Really appreciate your effort you put to research a topic. Hats off to the people who discover.
When I started thinking about artificial neural nets, I just assumed they would really only happen on specialized analog computers in the future. Then google and others along with more powerful digital computers made it work pretty darn great.
I love being in this time of history, watching so much science fiction slowly become reality.
I went through engineering school in the 1970s, and they still taught us to program analog computers. It was a great way to learn the ins and outs of classical control theory. It was a holdover from the 1950s art of aircraft control system design, which NASA had perfected, then replaced with digital control system design. But during the transition from all analog to pure digital, NASA (specifically the Dryden [now Armstrong] Flight Research Center) made use of hybrid computers: combining the features of analog and digital computers. I've often wondered about whether this pairing would in some way allow us to build computers capable of solving the Navier-Stokes equations at fine enough mesh sizes to really tackle the problem of turbulence. I was blown away by the computation rate of that single, 3 watt chip. One thing analog computers don't do is differentiation - solving "differential equations" on an analog computer actually consists of casting the equations in integral form, then solving them. Trying to take a derivative on an analog computer, while possible from an electrical schematic standpoint, winds up amplifying noise so rapidly that the solution blows up. If digital circuits did the differentiating, that problem might be eliminated (especially with the breathtaking performance of digital filters in suppressing circuit noise). The chip design for something like that would be amazing!

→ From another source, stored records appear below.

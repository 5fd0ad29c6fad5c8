//! Seed population bootstrap.
//!
//! On an empty store the engine creates `seed_per_type` agents of every
//! type with the configured starting score and cash flow, links every
//! pair of them with a collaboration edge, and announces each agent. A
//! store that already holds agents, active or destroyed, is left alone.

use chrono::Utc;
use plasticity_agents::{AgentBlueprint, RandomSource, build_agent};
use plasticity_core::EventPublisher;
use plasticity_core::config::PopulationConfig;
use plasticity_db::AgentStore;
use plasticity_types::{
    Agent, AgentCreatedDetails, AgentType, CreationReason, Event, EventDetails, Relationship,
    RelationshipType,
};
use tracing::{debug, info};

use crate::error::EngineError;

/// What the bootstrap created.
#[derive(Debug, Clone, Default)]
pub struct SeedReport {
    /// Seed agents, in creation order.
    pub agents: Vec<Agent>,
    /// Collaboration edges created among them.
    pub collaborations: u32,
}

/// Create the seed population if the store is empty.
pub async fn seed_population<S, P>(
    store: &S,
    publisher: &P,
    config: &PopulationConfig,
    rng: &mut impl RandomSource,
) -> Result<SeedReport, EngineError>
where
    S: AgentStore,
    P: EventPublisher,
{
    let existing = store.all_agents().await?;
    if !existing.is_empty() {
        info!(agents = existing.len(), "Store already populated, skipping seed");
        return Ok(SeedReport::default());
    }

    let now = Utc::now();
    let mut report = SeedReport::default();
    for agent_type in AgentType::ALL {
        for _ in 0..config.seed_per_type {
            let blueprint = AgentBlueprint::new(
                agent_type,
                CreationReason::Seed,
                config.seed_score,
                config.seed_cash_flow,
            );
            let agent = build_agent(&blueprint, rng, now);
            store.insert_agent(agent.clone()).await?;
            debug!(agent_id = %agent.id, name = %agent.name, %agent_type, "Seed agent created");
            report.agents.push(agent);
        }
    }

    for (i, a) in report.agents.iter().enumerate() {
        for b in report.agents.iter().skip(i.saturating_add(1)) {
            let edge = Relationship::new(
                a.id,
                b.id,
                RelationshipType::Collaboration,
                config.collaboration_strength,
                now,
            );
            store.insert_relationship(edge).await?;
            report.collaborations = report.collaborations.saturating_add(1);
        }
    }

    for agent in &report.agents {
        publisher.publish(Event::new(
            agent.id,
            EventDetails::AgentCreated(AgentCreatedDetails {
                name: agent.name.clone(),
                agent_type: agent.agent_type,
                reason: agent.creation_reason,
                parent_id: None,
                performance_score: agent.performance_score,
                cash_flow: agent.cash_flow,
            }),
        ));
    }

    info!(
        agents = report.agents.len(),
        collaborations = report.collaborations,
        "Seed population created"
    );
    Ok(report)
}

#[cfg(test)]
#[allow(clippy::unwrap_used, clippy::arithmetic_side_effects)]
mod tests {
    use plasticity_agents::SeededRandom;
    use plasticity_core::BroadcastPublisher;
    use plasticity_db::InMemoryAgentStore;
    use plasticity_types::EventType;
    use rust_decimal_macros::dec;

    use super::*;

    #[tokio::test]
    async fn seeds_one_of_each_type_with_a_full_mesh() {
        let store = InMemoryAgentStore::new();
        let publisher = BroadcastPublisher::new();
        let mut rx = publisher.subscribe();
        let mut rng = SeededRandom::from_seed(1);

        let report = seed_population(&store, &publisher, &PopulationConfig::default(), &mut rng)
            .await
            .unwrap();

        assert_eq!(report.agents.len(), 5);
        assert_eq!(report.collaborations, 10);
        for agent_type in AgentType::ALL {
            assert!(report.agents.iter().any(|a| a.agent_type == agent_type));
        }

        let agents = store.active_agents().await.unwrap();
        assert_eq!(agents.len(), 5);
        assert!(agents.iter().all(|a| a.performance_score == dec!(60)));
        assert!(agents.iter().all(|a| a.creation_reason == CreationReason::Seed));

        let edges = store
            .relationships(RelationshipType::Collaboration)
            .await
            .unwrap();
        assert_eq!(edges.len(), 10);
        assert!(edges.iter().all(|r| r.strength == dec!(0.5)));

        let mut created = 0;
        while let Ok(event) = rx.try_recv() {
            assert_eq!(event.event_type(), EventType::AgentCreated);
            created += 1;
        }
        assert_eq!(created, 5);
    }

    #[tokio::test]
    async fn larger_seed_meshes_every_pair() {
        let store = InMemoryAgentStore::new();
        let config = PopulationConfig {
            seed_per_type: 2,
            ..PopulationConfig::default()
        };
        let report = seed_population(
            &store,
            &BroadcastPublisher::new(),
            &config,
            &mut SeededRandom::from_seed(2),
        )
        .await
        .unwrap();

        assert_eq!(report.agents.len(), 10);
        assert_eq!(report.collaborations, 45);
    }

    #[tokio::test]
    async fn populated_store_is_left_alone() {
        let store = InMemoryAgentStore::new();
        let publisher = BroadcastPublisher::new();
        let mut rng = SeededRandom::from_seed(3);
        seed_population(&store, &publisher, &PopulationConfig::default(), &mut rng)
            .await
            .unwrap();

        let again = seed_population(&store, &publisher, &PopulationConfig::default(), &mut rng)
            .await
            .unwrap();
        assert!(again.agents.is_empty());
        assert_eq!(store.all_agents().await.unwrap().len(), 5);
    }

    #[tokio::test]
    async fn out_of_range_seed_score_is_refused() {
        let store = InMemoryAgentStore::new();
        let config = PopulationConfig {
            seed_score: dec!(150),
            ..PopulationConfig::default()
        };
        let result = seed_population(
            &store,
            &BroadcastPublisher::new(),
            &config,
            &mut SeededRandom::from_seed(5),
        )
        .await;

        assert!(matches!(
            result,
            Err(EngineError::Store {
                source: plasticity_db::StoreError::InvalidScore { .. }
            })
        ));
        assert!(store.all_agents().await.unwrap().is_empty());
    }

    #[tokio::test]
    async fn zero_per_type_seeds_nothing() {
        let store = InMemoryAgentStore::new();
        let config = PopulationConfig {
            seed_per_type: 0,
            ..PopulationConfig::default()
        };
        let report = seed_population(
            &store,
            &BroadcastPublisher::new(),
            &config,
            &mut SeededRandom::from_seed(4),
        )
        .await
        .unwrap();

        assert!(report.agents.is_empty());
        assert_eq!(report.collaborations, 0);
    }
}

Michael wrote, _"One thing analog computers don't do is differentiation..."_
Actually, it is very easy to do differentiation and integration with analog circuitry, using op-amps. If you make a current-follower op-amp circuit, and you put a capacitor instead of a resistor in the input path, you'll get a derivative out. If, instead, you put a capacitor in the feedback path, you'll get an integrated output.

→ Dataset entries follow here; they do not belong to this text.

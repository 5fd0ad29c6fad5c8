//! Event sinks for the engine: NATS forwarding or plain logging.
//!
//! The control loop publishes synchronously from inside a tick, so the
//! NATS sink queues events on a bounded channel and one background task
//! drains it in order. A full queue drops the event with a warning rather
//! than blocking the tick. Each event is published as JSON on
//! `plasticity.events.<event_type>`. Serialization or publish failures
//! are logged and never reach the loop.

use plasticity_core::{EventPublisher, LogPublisher};
use plasticity_types::{Event, EventType};
use tokio::sync::mpsc;
use tokio::sync::mpsc::error::TrySendError;
use tokio::task::JoinHandle;
use tracing::{debug, info, warn};

use crate::error::EngineError;

/// Subject prefix for forwarded events.
pub const SUBJECT_PREFIX: &str = "plasticity.events";

/// Events queued for the forwarder before new ones are dropped.
pub const QUEUE_CAPACITY: usize = 1024;

/// NATS subject for an event type, e.g. `plasticity.events.agent_created`.
pub fn subject_for(event_type: EventType) -> String {
    format!("{SUBJECT_PREFIX}.{}", event_type.as_str())
}

/// Queues events for the background NATS forwarder.
#[derive(Debug, Clone)]
pub struct NatsPublisher {
    tx: mpsc::Sender<Event>,
}

impl NatsPublisher {
    /// Connect to a NATS server and start the forwarder task.
    ///
    /// The returned handle completes once every publisher clone has been
    /// dropped and the queue is flushed.
    ///
    /// # Errors
    ///
    /// Returns [`EngineError::Nats`] if the connection cannot be established.
    pub async fn connect(url: &str) -> Result<(Self, JoinHandle<()>), EngineError> {
        info!(url = url, "Connecting to NATS");
        let client = async_nats::connect(url)
            .await
            .map_err(|e| EngineError::Nats {
                message: format!("failed to connect to {url}: {e}"),
            })?;
        info!("NATS connection established");

        let (tx, rx) = mpsc::channel(QUEUE_CAPACITY);
        let handle = tokio::spawn(forward(client, rx));
        Ok((Self { tx }, handle))
    }
}

impl EventPublisher for NatsPublisher {
    fn publish(&self, event: Event) {
        match self.tx.try_send(event) {
            Ok(()) => {}
            Err(TrySendError::Full(event)) => {
                warn!(
                    event_id = %event.id,
                    capacity = QUEUE_CAPACITY,
                    "NATS queue full, event dropped"
                );
            }
            Err(TrySendError::Closed(event)) => {
                warn!(event_id = %event.id, "NATS forwarder stopped, event dropped");
            }
        }
    }
}

async fn forward(client: async_nats::Client, mut rx: mpsc::Receiver<Event>) {
    while let Some(event) = rx.recv().await {
        let subject = subject_for(event.event_type());
        let payload = match serde_json::to_vec(&event) {
            Ok(payload) => payload,
            Err(e) => {
                warn!(subject = subject, error = %e, "Failed to serialize event");
                continue;
            }
        };
        debug!(subject = subject, agent_id = %event.agent_id, "Forwarding event");
        if let Err(e) = client.publish(subject.clone(), payload.into()).await {
            warn!(subject = subject, error = %e, "Failed to publish event");
        }
    }
    if let Err(e) = client.flush().await {
        warn!(error = %e, "Failed to flush NATS connection");
    }
    debug!("NATS forwarder finished");
}

/// The sink the engine runs with.
#[derive(Debug, Clone)]
pub enum EnginePublisher {
    /// Forward to NATS.
    Nats(NatsPublisher),
    /// Log each event.
    Log(LogPublisher),
}

impl EventPublisher for EnginePublisher {
    fn publish(&self, event: Event) {
        match self {
            Self::Nats(publisher) => publisher.publish(event),
            Self::Log(publisher) => publisher.publish(event),
        }
    }
}

#[cfg(test)]
mod tests {
    use plasticity_types::{AgentDestroyedDetails, AgentId, DestroyReason, EventDetails};
    use rust_decimal_macros::dec;

    use super::*;

    fn destroyed_event() -> Event {
        Event::new(
            AgentId::new(),
            EventDetails::AgentDestroyed(AgentDestroyedDetails {
                reason: DestroyReason::CashFlowRisk,
                final_score: dec!(62),
                cash_flow: dec!(-4000),
            }),
        )
    }

    #[test]
    fn subjects_follow_event_type() {
        assert_eq!(
            subject_for(EventType::AgentCreated),
            "plasticity.events.agent_created"
        );
        assert_eq!(
            subject_for(EventType::PerformanceUpdated),
            "plasticity.events.performance_updated"
        );
    }

    #[test]
    fn publish_after_forwarder_exit_is_harmless() {
        let (tx, rx) = mpsc::channel(QUEUE_CAPACITY);
        drop(rx);
        let publisher = EnginePublisher::Nats(NatsPublisher { tx });
        publisher.publish(destroyed_event());
    }

    #[test]
    fn queued_events_keep_order() {
        let (tx, mut rx) = mpsc::channel(QUEUE_CAPACITY);
        let publisher = NatsPublisher { tx };
        let first = destroyed_event();
        let second = destroyed_event();
        publisher.publish(first.clone());
        publisher.publish(second.clone());
        assert_eq!(rx.try_recv().ok(), Some(first));
        assert_eq!(rx.try_recv().ok(), Some(second));
    }

    #[test]
    fn full_queue_drops_instead_of_blocking() {
        let (tx, mut rx) = mpsc::channel(1);
        let publisher = NatsPublisher { tx };
        let kept = destroyed_event();
        publisher.publish(kept.clone());
        publisher.publish(destroyed_event());
        assert_eq!(rx.try_recv().ok(), Some(kept));
        assert!(rx.try_recv().is_err());

        // Room again once the forwarder catches up.
        let next = destroyed_event();
        publisher.publish(next.clone());
        assert_eq!(rx.try_recv().ok(), Some(next));
    }

    #[test]
    fn log_sink_accepts_events() {
        EnginePublisher::Log(LogPublisher).publish(destroyed_event());
    }
}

Less obviously, you can also do multiplication and division "the slide rule way" -- i.e., by adding or subtracting logarithms, and then using exponentiation (antilog) on the sum or difference.
Current-follower op-amp circuits make it simple to add currents: just have several input paths, all connected (through resistors) to the op-amp's negative input: the output voltage is proportional to the negative sum of the input currents. To subtract a current, you simply insert an extra stage (an inverter stage) on one of the inputs.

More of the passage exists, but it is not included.